[Stored items from a collection]
--------------------------------
// tests/aggregator_search.rs
// Scored search ranking over a persisted corpus: monotonicity of the title
// bonus, date-range cutoffs, filters, and the empty-result contract.

use std::sync::Arc;

use ai_news_aggregator::{
    Aggregator, Article, ArticleFetcher, EngineResult, SearchFilters, Source, SourceKind,
    SourceRegistry, SqliteStore, Timeframe,
};
use async_trait::async_trait;
use chrono::{Duration, Utc};

struct NoopFetcher;

#[async_trait]
impl ArticleFetcher for NoopFetcher {
    async fn fetch(&self, _source: &Source) -> EngineResult<Vec<Article>> {
        Ok(Vec::new())
    }
}

fn mk(url: &str, title: &str, description: &str, tags: &[&str], days_ago: i64) -> Article {
    Article {
        id: url.to_string(),
        title: title.to_string(),
        description: description.to_string(),
        content: None,
        url: url.to_string(),
        source_name: "Wire".into(),
        published_at: Utc::now() - Duration::days(days_ago),
        category: "general".into(),
        tags: tags.iter().map(|t| t.to_string()).collect(),
        image_url: None,
        author: None,
    }
}

fn mk_aggregator(store: &SqliteStore) -> Aggregator {
    store
        .upsert_source_by_name(&Source {
            id: "wire".into(),
            name: "Wire".into(),
            url: "https://example.com/feed".into(),
            kind: SourceKind::Feed,
            category: "general".into(),
            language: "en".into(),
            is_active: true,
            last_update: None,
        })
        .unwrap();
    let registry = Arc::new(SourceRegistry::new(store.clone()));
    Aggregator::new(store.clone(), registry, Arc::new(NoopFetcher))
}

#[tokio::test]
async fn title_hit_ranks_above_description_hit() {
    let store = SqliteStore::in_memory().unwrap();
    store
        .save_articles(&[
            mk(
                "https://e.com/body",
                "Weekly roundup",
                "ChatGPT reached a new milestone.",
                &[],
                1,
            ),
            mk(
                "https://e.com/title",
                "ChatGPT milestone announced",
                "Details inside.",
                &[],
                2,
            ),
        ])
        .unwrap();
    let aggregator = mk_aggregator(&store);

    let results = aggregator
        .search_news("ChatGPT", 10, Timeframe::Week, None)
        .await
        .unwrap();
    assert_eq!(results.len(), 2);
    assert_eq!(results[0].url, "https://e.com/title");
    assert_eq!(results[1].url, "https://e.com/body");
}

#[tokio::test]
async fn no_matches_in_window_returns_empty_not_error() {
    let store = SqliteStore::in_memory().unwrap();
    // Only an old matching article and a recent non-matching one.
    store
        .save_articles(&[
            mk(
                "https://e.com/old",
                "ChatGPT retrospective",
                "x",
                &[],
                30,
            ),
            mk("https://e.com/recent", "Robotics funding", "y", &[], 1),
        ])
        .unwrap();
    let aggregator = mk_aggregator(&store);

    let results = aggregator
        .search_news("ChatGPT", 2, Timeframe::Week, None)
        .await
        .unwrap();
    assert!(results.is_empty());
}

#[tokio::test]
async fn month_window_includes_what_week_excludes() {
    let store = SqliteStore::in_memory().unwrap();
    store
        .save_articles(&[mk(
            "https://e.com/tendays",
            "ChatGPT enterprise tier",
            "x",
            &[],
            10,
        )])
        .unwrap();
    let aggregator = mk_aggregator(&store);

    let week = aggregator
        .search_news("chatgpt", 10, Timeframe::Week, None)
        .await
        .unwrap();
    assert!(week.is_empty());

    let month = aggregator
        .search_news("chatgpt", 10, Timeframe::Month, None)
        .await
        .unwrap();
    assert_eq!(month.len(), 1);
}

#[tokio::test]
async fn search_matching_is_case_insensitive() {
    let store = SqliteStore::in_memory().unwrap();
    store
        .save_articles(&[mk(
            "https://e.com/caps",
            "OPENAI SHIPS NEW MODEL",
            "x",
            &[],
            1,
        )])
        .unwrap();
    let aggregator = mk_aggregator(&store);

    let results = aggregator
        .search_news("openai", 10, Timeframe::Week, None)
        .await
        .unwrap();
    assert_eq!(results.len(), 1);
}

#[tokio::test]
async fn tag_only_match_is_found_and_limit_truncates() {
    let store = SqliteStore::in_memory().unwrap();
    store
        .save_articles(&[
            mk("https://e.com/t1", "Story one", "x", &["llm"], 1),
            mk("https://e.com/t2", "Story two", "y", &["llm"], 2),
            mk("https://e.com/t3", "Story three", "z", &["llm"], 3),
        ])
        .unwrap();
    let aggregator = mk_aggregator(&store);

    let results = aggregator
        .search_news("llm", 2, Timeframe::Week, None)
        .await
        .unwrap();
    assert_eq!(results.len(), 2);
    // equal scores keep newest-first candidate order
    assert_eq!(results[0].url, "https://e.com/t1");
}

#[tokio::test]
async fn filters_narrow_by_source_and_category() {
    let store = SqliteStore::in_memory().unwrap();
    let mut research = mk("https://e.com/r", "GPT in research", "x", &[], 1);
    research.category = "research".into();
    store
        .save_articles(&[research, mk("https://e.com/g", "GPT general", "x", &[], 1)])
        .unwrap();
    let aggregator = mk_aggregator(&store);

    let filters = SearchFilters {
        category: Some("research".into()),
        ..Default::default()
    };
    let results = aggregator
        .search_news("gpt", 10, Timeframe::Week, Some(&filters))
        .await
        .unwrap();
    assert_eq!(results.len(), 1);
    assert_eq!(results[0].category, "research");
}

#[tokio::test]
async fn trending_topics_count_tags_in_window() {
    let store = SqliteStore::in_memory().unwrap();
    store
        .save_articles(&[
            mk("https://e.com/1", "a", "x", &["agents", "llm"], 1),
            mk("https://e.com/2", "b", "y", &["agents"], 2),
            mk("https://e.com/3", "c", "z", &["agents", "robotics"], 40),
        ])
        .unwrap();
    let aggregator = mk_aggregator(&store);

    let topics = aggregator
        .get_trending_topics(Timeframe::Week)
        .await
        .unwrap();
    assert_eq!(topics[0], "agents");
    assert!(topics.contains(&"llm".to_string()));
    assert!(!topics.contains(&"robotics".to_string()));
}
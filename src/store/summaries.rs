//! Summary persistence, one row per article. The analyzer is the only writer;
//! repeated puts overwrite in place so a regenerated summary stays 1:1.

use rusqlite::params;

use crate::error::{EngineError, EngineResult};
use crate::model::{Impact, Sentiment, Summary};
use crate::store::SqliteStore;

impl SqliteStore {
    pub fn get_summary(&self, article_id: &str) -> EngineResult<Option<Summary>> {
        let conn = self.connection()?;
        let mut stmt = conn.prepare(
            "SELECT article_id, summary_text, key_points, sentiment, impact, related_topics
             FROM summaries WHERE article_id = ?1",
        )?;
        let summary = stmt.query_row([article_id], |row| {
            let key_points: String = row.get(2)?;
            let sentiment: String = row.get(3)?;
            let impact: String = row.get(4)?;
            let related: String = row.get(5)?;
            Ok(Summary {
                article_id: row.get(0)?,
                summary_text: row.get(1)?,
                key_points: serde_json::from_str(&key_points).unwrap_or_default(),
                sentiment: Sentiment::parse(&sentiment).unwrap_or(Sentiment::Neutral),
                impact: Impact::parse(&impact).unwrap_or(Impact::Low),
                related_topics: serde_json::from_str(&related).unwrap_or_default(),
            })
        });
        match summary {
            Ok(s) => Ok(Some(s)),
            Err(rusqlite::Error::QueryReturnedNoRows) => Ok(None),
            Err(e) => Err(EngineError::from(e)),
        }
    }

    pub fn put_summary(&self, summary: &Summary) -> EngineResult<()> {
        let conn = self.connection()?;
        conn.execute(
            "INSERT INTO summaries (article_id, summary_text, key_points, sentiment, impact, related_topics)
             VALUES (?1, ?2, ?3, ?4, ?5, ?6)
             ON CONFLICT(article_id) DO UPDATE SET
                 summary_text = excluded.summary_text,
                 key_points = excluded.key_points,
                 sentiment = excluded.sentiment,
                 impact = excluded.impact,
                 related_topics = excluded.related_topics",
            params![
                summary.article_id,
                summary.summary_text,
                serde_json::to_string(&summary.key_points).unwrap_or_else(|_| "[]".into()),
                summary.sentiment.as_str(),
                summary.impact.as_str(),
                serde_json::to_string(&summary.related_topics).unwrap_or_else(|_| "[]".into()),
            ],
        )?;
        Ok(())
    }
}
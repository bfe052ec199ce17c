use std::collections::HashMap;

use parking_lot::RwLock;

use crate::types::{Tick, TickBook};

// ---------------------------------------------------------------------------
// TickStore -- per-expiry tick sequences with time-label dedup
// ---------------------------------------------------------------------------

/// Result of offering a tick to the store.
#[derive(Debug, Clone, Copy, PartialEq, Eq)]
pub enum Insert {
    /// The tick was appended to its expiry bucket.
    Appended,
    /// A tick with the same time label already exists in that bucket.
    Duplicate,
}

/// Thread-safe in-memory tick buffer keyed by expiry.
///
/// Ticks are only ever appended; the sole removal is [`TickStore::reset`],
/// which swaps in a fresh map under a single write lock so readers observe
/// either the full pre-reset book or the empty one.
pub struct TickStore {
    buckets: RwLock<HashMap<String, Vec<Tick>>>,
}

impl TickStore {
    pub fn new() -> Self {
        Self {
            buckets: RwLock::new(HashMap::new()),
        }
    }

    /// Append `tick` to its expiry bucket unless a tick with the same `time`
    /// is already there.
    pub fn record(&self, tick: Tick) -> Insert {
        let mut map = self.buckets.write();
        let bucket = map.entry(tick.expiry.clone()).or_default();

        if bucket.iter().any(|t| t.time == tick.time) {
            return Insert::Duplicate;
        }
        bucket.push(tick);
        Insert::Appended
    }

    /// Drop every bucket.
    pub fn reset(&self) {
        *self.buckets.write() = HashMap::new();
    }

    /// Owned copy of the current book.
    pub fn snapshot(&self) -> TickBook {
        self.buckets
            .read()
            .iter()
            .map(|(expiry, ticks)| (expiry.clone(), ticks.clone()))
            .collect()
    }

    /// Ticks stored for one expiry, in arrival order.
    #[cfg(test)]
    pub fn bucket(&self, expiry: &str) -> Vec<Tick> {
        self.buckets
            .read()
            .get(expiry)
            .cloned()
            .unwrap_or_default()
    }

    /// Number of expiry buckets.
    pub fn bucket_count(&self) -> usize {
        self.buckets.read().len()
    }

    /// Total number of ticks across all buckets.
    pub fn tick_count(&self) -> usize {
        self.buckets.read().values().map(Vec::len).sum()
    }

    #[cfg(test)]
    pub fn is_empty(&self) -> bool {
        self.tick_count() == 0
    }
}

impl Default for TickStore {
    fn default() -> Self {
        Self::new()
    }
}

// ---------------------------------------------------------------------------
// Tests
// ---------------------------------------------------------------------------

#[cfg(test)]
mod tests {
    use super::*;

    fn tick(time: &str, ltp: f64, expiry: &str) -> Tick {
        Tick {
            time: time.to_string(),
            ltp,
            prev_close: 0.0,
            expiry: expiry.to_string(),
        }
    }

    #[test]
    fn identical_tick_twice_is_stored_once() {
        let store = TickStore::new();
        let t = tick("09:16:00", 81000.5, "27-06-2024");

        assert_eq!(store.record(t.clone()), Insert::Appended);
        assert_eq!(store.record(t), Insert::Duplicate);
        assert_eq!(store.bucket("27-06-2024").len(), 1);
    }

    #[test]
    fn same_time_different_price_is_still_duplicate() {
        let store = TickStore::new();
        store.record(tick("09:16:00", 81000.5, "27-06-2024"));
        assert_eq!(
            store.record(tick("09:16:00", 81010.0, "27-06-2024")),
            Insert::Duplicate
        );

        let bucket = store.bucket("27-06-2024");
        assert_eq!(bucket.len(), 1);
        assert!((bucket[0].ltp - 81000.5).abs() < f64::EPSILON);
    }

    #[test]
    fn same_time_in_other_expiry_is_not_duplicate() {
        let store = TickStore::new();
        store.record(tick("09:16:00", 81000.5, "27-06-2024"));
        assert_eq!(
            store.record(tick("09:16:00", 81400.0, "25-07-2024")),
            Insert::Appended
        );
        assert_eq!(store.bucket_count(), 2);
        assert_eq!(store.tick_count(), 2);
    }

    #[test]
    fn bucket_preserves_arrival_order() {
        let store = TickStore::new();
        // Deliberately out of chronological and price order.
        for (time, ltp) in [("09:18:00", 3.0), ("09:16:00", 1.0), ("09:17:00", 2.0)] {
            store.record(tick(time, ltp, "27-06-2024"));
        }
        let times: Vec<String> = store
            .bucket("27-06-2024")
            .into_iter()
            .map(|t| t.time)
            .collect();
        assert_eq!(times, vec!["09:18:00", "09:16:00", "09:17:00"]);
    }

    #[test]
    fn no_two_ticks_share_a_time_label() {
        let store = TickStore::new();
        let labels = ["09:16", "09:17", "09:16", "09:18", "09:17", "09:16"];
        for (i, label) in labels.iter().enumerate() {
            store.record(tick(label, i as f64, "27-06-2024"));
        }

        let bucket = store.bucket("27-06-2024");
        assert_eq!(bucket.len(), 3);
        for (i, a) in bucket.iter().enumerate() {
            for b in &bucket[i + 1..] {
                assert_ne!(a.time, b.time);
            }
        }
    }

    #[test]
    fn reset_removes_every_bucket() {
        let store = TickStore::new();
        store.record(tick("09:16:00", 1.0, "27-06-2024"));
        store.record(tick("09:16:00", 2.0, "25-07-2024"));

        store.reset();
        assert!(store.is_empty());
        assert_eq!(store.bucket_count(), 0);
        assert!(store.snapshot().is_empty());

        // Resetting an empty store is harmless.
        store.reset();
        assert!(store.is_empty());
    }

    #[test]
    fn snapshot_is_detached_from_later_writes() {
        let store = TickStore::new();
        store.record(tick("09:16:00", 1.0, "27-06-2024"));
        let snap = store.snapshot();

        store.record(tick("09:17:00", 2.0, "27-06-2024"));
        store.reset();

        assert_eq!(snap["27-06-2024"].len(), 1);
    }

    #[test]
    fn bucket_unknown_expiry_is_empty() {
        let store = TickStore::new();
        assert!(store.bucket("01-01-2030").is_empty());
    }
}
--------------------------------
- _Work required_: Among the entries, count how many lines hold the string "EngineResult", then state only that number.

- _Response_: 5